▶ [WHAT YOU NEED TO DO]
Anywhere the string "observers" shows up in the listing below, copy the line it is in.

▶ [PROVIDED DATA]
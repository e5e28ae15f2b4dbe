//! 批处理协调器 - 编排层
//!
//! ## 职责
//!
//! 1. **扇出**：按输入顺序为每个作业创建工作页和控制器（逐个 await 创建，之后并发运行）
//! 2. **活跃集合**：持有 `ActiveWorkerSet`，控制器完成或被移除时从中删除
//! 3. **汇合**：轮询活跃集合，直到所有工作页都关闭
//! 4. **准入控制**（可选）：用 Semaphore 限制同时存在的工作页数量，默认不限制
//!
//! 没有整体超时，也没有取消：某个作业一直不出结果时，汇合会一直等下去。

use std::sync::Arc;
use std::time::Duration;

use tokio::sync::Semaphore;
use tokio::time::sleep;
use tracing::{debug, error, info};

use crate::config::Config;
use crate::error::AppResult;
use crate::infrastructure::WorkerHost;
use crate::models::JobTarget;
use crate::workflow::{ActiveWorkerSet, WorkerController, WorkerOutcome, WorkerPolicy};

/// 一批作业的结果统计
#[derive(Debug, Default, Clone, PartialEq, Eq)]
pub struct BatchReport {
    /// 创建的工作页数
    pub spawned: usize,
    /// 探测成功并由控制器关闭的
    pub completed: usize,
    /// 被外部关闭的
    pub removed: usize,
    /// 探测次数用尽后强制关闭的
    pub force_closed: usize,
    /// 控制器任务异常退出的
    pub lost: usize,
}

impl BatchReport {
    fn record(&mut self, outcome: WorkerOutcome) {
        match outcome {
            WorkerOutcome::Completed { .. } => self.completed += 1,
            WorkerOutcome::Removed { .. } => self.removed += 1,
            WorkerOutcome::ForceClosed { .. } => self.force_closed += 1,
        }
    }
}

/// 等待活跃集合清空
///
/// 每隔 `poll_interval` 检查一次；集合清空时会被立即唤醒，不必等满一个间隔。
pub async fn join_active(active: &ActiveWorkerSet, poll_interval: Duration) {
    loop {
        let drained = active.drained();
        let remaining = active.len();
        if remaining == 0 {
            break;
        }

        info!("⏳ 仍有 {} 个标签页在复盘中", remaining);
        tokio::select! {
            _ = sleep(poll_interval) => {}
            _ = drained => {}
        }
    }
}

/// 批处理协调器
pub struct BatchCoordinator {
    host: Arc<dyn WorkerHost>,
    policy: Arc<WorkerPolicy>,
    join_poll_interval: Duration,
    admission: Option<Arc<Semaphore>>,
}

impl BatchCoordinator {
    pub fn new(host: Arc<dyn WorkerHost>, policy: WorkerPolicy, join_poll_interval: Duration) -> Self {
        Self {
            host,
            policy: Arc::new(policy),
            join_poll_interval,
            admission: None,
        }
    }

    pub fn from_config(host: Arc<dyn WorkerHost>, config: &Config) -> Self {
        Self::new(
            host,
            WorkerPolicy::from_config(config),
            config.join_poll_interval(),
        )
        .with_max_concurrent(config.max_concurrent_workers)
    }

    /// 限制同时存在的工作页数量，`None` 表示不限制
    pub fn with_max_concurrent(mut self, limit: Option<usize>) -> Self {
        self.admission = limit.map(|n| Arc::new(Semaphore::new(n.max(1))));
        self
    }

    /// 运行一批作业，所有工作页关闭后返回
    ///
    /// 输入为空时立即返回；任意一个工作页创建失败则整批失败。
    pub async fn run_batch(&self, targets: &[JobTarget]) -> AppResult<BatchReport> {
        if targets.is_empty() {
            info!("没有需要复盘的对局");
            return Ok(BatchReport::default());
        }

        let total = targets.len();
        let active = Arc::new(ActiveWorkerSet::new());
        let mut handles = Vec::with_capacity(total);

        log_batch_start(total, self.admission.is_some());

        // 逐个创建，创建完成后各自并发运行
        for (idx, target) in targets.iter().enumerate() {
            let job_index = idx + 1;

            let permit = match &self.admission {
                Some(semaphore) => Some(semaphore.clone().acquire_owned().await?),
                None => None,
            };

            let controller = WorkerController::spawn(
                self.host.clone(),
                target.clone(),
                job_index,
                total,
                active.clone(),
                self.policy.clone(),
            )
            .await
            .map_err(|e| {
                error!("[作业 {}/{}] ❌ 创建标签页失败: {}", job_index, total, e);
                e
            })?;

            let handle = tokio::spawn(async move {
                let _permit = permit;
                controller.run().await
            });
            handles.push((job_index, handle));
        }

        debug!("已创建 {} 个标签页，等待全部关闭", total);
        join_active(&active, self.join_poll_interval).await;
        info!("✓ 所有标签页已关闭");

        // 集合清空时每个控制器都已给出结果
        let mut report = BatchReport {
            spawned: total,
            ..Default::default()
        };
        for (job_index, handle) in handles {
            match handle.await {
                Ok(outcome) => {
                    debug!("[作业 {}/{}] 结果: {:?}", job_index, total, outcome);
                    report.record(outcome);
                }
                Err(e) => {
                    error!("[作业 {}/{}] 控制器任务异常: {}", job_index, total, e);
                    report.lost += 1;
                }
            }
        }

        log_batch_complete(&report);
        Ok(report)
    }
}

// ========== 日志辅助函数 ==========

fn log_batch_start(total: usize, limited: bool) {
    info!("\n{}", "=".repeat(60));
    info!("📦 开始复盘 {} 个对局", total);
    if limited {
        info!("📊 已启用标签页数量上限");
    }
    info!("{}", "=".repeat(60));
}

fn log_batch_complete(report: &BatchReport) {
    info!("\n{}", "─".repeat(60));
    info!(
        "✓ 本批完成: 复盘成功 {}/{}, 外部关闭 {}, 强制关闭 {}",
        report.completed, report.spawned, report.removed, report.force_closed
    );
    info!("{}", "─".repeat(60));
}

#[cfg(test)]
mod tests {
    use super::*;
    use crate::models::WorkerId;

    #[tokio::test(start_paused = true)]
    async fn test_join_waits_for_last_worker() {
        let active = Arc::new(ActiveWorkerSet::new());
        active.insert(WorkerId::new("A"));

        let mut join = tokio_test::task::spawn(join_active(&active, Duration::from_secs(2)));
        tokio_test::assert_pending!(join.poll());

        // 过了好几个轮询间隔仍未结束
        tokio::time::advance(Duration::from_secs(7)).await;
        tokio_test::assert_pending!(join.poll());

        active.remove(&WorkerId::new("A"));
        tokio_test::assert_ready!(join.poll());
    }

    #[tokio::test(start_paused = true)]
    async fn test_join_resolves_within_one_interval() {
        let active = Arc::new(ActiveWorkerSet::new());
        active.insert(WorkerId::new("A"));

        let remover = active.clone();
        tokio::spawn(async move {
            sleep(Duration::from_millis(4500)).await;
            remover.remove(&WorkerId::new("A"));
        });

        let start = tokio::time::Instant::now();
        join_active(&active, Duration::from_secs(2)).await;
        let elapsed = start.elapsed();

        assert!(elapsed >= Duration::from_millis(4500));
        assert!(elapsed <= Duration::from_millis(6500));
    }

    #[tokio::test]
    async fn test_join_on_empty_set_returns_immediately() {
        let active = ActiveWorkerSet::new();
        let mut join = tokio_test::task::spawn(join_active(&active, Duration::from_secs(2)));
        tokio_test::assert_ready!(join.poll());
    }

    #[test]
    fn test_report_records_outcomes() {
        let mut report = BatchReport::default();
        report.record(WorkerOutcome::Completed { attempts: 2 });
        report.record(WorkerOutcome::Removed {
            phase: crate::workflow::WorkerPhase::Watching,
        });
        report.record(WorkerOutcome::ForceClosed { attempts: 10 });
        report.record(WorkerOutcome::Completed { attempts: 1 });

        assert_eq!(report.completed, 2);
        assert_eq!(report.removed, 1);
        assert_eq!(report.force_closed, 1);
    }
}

--

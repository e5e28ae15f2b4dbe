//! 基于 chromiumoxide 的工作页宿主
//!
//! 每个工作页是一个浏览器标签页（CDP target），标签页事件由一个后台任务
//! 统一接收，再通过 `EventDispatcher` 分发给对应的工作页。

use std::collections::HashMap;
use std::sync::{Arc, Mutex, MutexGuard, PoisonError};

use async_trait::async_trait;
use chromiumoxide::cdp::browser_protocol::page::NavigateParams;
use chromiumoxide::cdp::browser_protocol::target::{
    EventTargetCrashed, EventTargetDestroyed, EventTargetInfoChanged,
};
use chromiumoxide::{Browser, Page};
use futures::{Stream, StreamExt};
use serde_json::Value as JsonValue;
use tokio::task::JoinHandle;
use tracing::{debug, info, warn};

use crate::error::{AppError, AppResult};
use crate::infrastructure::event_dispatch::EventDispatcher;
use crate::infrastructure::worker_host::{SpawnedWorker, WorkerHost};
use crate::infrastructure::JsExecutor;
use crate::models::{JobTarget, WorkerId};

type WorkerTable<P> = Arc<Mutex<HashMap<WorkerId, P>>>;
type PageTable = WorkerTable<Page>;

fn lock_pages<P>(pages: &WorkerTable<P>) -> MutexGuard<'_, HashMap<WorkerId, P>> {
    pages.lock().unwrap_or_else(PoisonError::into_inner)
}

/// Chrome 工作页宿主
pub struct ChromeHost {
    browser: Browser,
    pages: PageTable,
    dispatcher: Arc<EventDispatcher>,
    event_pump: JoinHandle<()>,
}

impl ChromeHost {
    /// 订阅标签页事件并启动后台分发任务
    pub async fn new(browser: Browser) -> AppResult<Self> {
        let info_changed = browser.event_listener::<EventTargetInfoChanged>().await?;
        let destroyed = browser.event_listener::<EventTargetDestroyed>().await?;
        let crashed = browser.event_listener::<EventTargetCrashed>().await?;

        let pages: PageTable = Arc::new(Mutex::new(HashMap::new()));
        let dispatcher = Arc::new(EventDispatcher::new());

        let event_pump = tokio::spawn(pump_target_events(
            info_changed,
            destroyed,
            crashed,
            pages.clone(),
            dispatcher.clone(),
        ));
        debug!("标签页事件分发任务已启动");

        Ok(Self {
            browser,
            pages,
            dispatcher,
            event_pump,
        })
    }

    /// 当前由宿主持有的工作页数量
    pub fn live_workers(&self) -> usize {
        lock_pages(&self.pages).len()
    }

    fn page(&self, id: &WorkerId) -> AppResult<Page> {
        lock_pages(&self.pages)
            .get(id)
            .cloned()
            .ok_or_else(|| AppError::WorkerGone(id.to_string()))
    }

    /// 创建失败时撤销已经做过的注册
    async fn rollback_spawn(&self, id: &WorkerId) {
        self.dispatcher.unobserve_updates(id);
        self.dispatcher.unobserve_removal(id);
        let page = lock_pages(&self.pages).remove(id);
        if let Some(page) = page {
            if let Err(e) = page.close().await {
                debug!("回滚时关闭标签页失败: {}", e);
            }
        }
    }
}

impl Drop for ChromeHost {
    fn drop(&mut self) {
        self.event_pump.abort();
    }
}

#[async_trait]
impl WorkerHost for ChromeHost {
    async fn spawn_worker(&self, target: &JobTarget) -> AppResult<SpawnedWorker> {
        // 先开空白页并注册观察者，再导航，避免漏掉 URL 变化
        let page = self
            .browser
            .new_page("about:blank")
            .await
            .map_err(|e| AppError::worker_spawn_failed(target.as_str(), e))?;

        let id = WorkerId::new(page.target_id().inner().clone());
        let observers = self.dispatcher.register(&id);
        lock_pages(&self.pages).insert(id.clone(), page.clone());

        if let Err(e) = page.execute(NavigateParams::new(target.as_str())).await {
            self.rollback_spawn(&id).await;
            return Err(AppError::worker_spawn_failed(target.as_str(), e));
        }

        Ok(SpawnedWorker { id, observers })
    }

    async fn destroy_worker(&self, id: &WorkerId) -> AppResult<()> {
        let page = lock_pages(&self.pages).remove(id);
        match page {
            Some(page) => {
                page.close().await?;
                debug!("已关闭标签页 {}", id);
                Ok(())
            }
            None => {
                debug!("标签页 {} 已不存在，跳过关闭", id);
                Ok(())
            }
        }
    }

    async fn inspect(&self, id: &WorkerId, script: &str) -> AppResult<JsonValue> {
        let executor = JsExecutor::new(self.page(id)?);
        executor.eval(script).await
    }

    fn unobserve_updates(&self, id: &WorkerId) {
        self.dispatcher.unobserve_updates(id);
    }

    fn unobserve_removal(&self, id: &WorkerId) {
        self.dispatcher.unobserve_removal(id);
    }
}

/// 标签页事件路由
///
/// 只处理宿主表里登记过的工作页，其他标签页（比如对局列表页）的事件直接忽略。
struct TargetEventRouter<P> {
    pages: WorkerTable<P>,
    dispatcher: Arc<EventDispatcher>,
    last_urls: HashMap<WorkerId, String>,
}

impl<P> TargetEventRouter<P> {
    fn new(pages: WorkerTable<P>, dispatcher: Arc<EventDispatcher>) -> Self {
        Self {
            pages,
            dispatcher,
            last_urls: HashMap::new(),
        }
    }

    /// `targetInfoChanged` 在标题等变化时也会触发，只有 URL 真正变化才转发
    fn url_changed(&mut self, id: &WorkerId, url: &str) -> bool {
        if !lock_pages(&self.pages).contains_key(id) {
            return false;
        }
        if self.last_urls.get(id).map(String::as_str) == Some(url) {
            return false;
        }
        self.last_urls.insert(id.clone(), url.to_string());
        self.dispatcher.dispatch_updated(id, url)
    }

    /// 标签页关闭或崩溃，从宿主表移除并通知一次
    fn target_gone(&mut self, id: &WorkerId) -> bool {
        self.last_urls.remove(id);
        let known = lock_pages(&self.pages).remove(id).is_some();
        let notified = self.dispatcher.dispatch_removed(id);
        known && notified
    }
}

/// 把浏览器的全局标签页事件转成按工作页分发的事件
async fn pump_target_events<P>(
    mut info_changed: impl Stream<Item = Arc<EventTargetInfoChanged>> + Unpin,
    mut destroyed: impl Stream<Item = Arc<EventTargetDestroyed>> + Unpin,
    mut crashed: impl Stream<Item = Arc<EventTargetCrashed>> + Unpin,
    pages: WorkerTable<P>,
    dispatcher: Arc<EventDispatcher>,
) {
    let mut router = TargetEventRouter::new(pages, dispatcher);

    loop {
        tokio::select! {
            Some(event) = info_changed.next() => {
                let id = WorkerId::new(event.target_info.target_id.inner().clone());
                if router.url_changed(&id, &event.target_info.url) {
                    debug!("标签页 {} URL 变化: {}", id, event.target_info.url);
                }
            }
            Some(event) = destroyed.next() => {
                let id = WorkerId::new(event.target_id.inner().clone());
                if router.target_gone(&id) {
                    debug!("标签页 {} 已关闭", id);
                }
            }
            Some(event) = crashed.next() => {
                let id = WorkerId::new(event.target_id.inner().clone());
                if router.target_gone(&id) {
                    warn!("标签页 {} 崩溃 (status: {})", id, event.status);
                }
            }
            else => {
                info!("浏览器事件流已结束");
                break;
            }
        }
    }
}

...

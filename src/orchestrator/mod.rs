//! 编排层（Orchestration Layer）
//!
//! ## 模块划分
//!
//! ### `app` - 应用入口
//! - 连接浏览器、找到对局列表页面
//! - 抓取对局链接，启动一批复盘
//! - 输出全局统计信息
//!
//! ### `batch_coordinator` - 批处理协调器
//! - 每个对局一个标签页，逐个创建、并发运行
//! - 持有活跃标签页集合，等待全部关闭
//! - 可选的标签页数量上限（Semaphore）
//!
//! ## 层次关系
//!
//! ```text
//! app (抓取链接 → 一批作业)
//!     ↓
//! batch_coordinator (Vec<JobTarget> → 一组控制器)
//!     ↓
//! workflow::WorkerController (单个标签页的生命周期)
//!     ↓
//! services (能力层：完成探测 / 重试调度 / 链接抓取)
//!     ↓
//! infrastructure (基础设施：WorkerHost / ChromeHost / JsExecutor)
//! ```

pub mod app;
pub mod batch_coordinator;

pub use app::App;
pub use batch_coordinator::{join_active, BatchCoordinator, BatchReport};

▶ [RESPONSE AREA]
        let observers = self.dispatcher.register(&id);
        Ok(SpawnedWorker { id, observers })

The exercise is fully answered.